Supplied entries:
↓↓↓
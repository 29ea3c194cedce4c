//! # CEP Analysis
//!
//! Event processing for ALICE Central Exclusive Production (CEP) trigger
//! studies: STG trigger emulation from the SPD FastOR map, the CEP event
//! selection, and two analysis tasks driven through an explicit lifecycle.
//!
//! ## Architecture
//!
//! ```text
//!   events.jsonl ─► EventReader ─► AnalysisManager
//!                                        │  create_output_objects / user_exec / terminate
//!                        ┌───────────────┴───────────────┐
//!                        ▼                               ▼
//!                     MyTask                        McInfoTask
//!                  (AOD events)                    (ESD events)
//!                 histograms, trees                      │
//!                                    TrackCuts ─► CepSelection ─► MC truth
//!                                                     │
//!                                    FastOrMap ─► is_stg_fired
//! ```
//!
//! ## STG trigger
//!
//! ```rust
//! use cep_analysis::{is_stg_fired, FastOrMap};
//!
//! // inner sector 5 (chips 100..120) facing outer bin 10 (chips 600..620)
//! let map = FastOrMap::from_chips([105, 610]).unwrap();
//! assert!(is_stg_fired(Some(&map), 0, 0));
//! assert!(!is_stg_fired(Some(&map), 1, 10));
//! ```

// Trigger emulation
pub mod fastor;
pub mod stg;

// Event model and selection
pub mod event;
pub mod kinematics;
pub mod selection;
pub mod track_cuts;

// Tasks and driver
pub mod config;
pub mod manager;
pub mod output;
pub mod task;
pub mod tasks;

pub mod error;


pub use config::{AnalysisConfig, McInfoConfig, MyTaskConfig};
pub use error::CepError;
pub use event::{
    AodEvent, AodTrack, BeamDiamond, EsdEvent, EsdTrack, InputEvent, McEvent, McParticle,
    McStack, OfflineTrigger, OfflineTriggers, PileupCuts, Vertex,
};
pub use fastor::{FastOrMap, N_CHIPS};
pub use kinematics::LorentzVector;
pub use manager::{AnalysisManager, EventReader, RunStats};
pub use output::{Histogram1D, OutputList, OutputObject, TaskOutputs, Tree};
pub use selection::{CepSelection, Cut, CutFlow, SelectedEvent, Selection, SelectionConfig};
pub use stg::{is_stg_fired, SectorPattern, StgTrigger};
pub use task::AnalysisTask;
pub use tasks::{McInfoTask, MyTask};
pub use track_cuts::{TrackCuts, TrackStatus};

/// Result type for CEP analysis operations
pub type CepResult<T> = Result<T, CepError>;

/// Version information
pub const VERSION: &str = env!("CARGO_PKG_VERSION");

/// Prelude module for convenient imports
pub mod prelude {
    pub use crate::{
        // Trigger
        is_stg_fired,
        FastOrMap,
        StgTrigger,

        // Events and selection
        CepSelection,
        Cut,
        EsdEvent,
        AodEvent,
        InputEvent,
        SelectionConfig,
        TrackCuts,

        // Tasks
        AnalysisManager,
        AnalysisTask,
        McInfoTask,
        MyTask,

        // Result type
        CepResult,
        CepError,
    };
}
↑↑↑
Action item: Starting from the top of the records and ending at the line that contains "pub mod error;", repeat each line exactly and return only those lines.

Task answer:
repository 29ea3c194cedce4c
//! # CEP Analysis
//!
//! Event processing for ALICE Central Exclusive Production (CEP) trigger
//! studies: STG trigger emulation from the SPD FastOR map, the CEP event
//! selection, and two analysis tasks driven through an explicit lifecycle.
//!
//! ## Architecture
//!
//! ```text
//!   events.jsonl ─► EventReader ─► AnalysisManager
//!                                        │  create_output_objects / user_exec / terminate
//!                        ┌───────────────┴───────────────┐
//!                        ▼                               ▼
//!                     MyTask                        McInfoTask
//!                  (AOD events)                    (ESD events)
//!                 histograms, trees                      │
//!                                    TrackCuts ─► CepSelection ─► MC truth
//!                                                     │
//!                                    FastOrMap ─► is_stg_fired
//! ```
//!
//! ## STG trigger
//!
//! ```rust
//! use cep_analysis::{is_stg_fired, FastOrMap};
//!
//! // inner sector 5 (chips 100..120) facing outer bin 10 (chips 600..620)
//! let map = FastOrMap::from_chips([105, 610]).unwrap();
//! assert!(is_stg_fired(Some(&map), 0, 0));
//! assert!(!is_stg_fired(Some(&map), 1, 10));
//! ```

// Trigger emulation
pub mod fastor;
pub mod stg;

// Event model and selection
pub mod event;
pub mod kinematics;
pub mod selection;
pub mod track_cuts;

// Tasks and driver
pub mod config;
pub mod manager;
pub mod output;
pub mod task;
pub mod tasks;

pub mod error;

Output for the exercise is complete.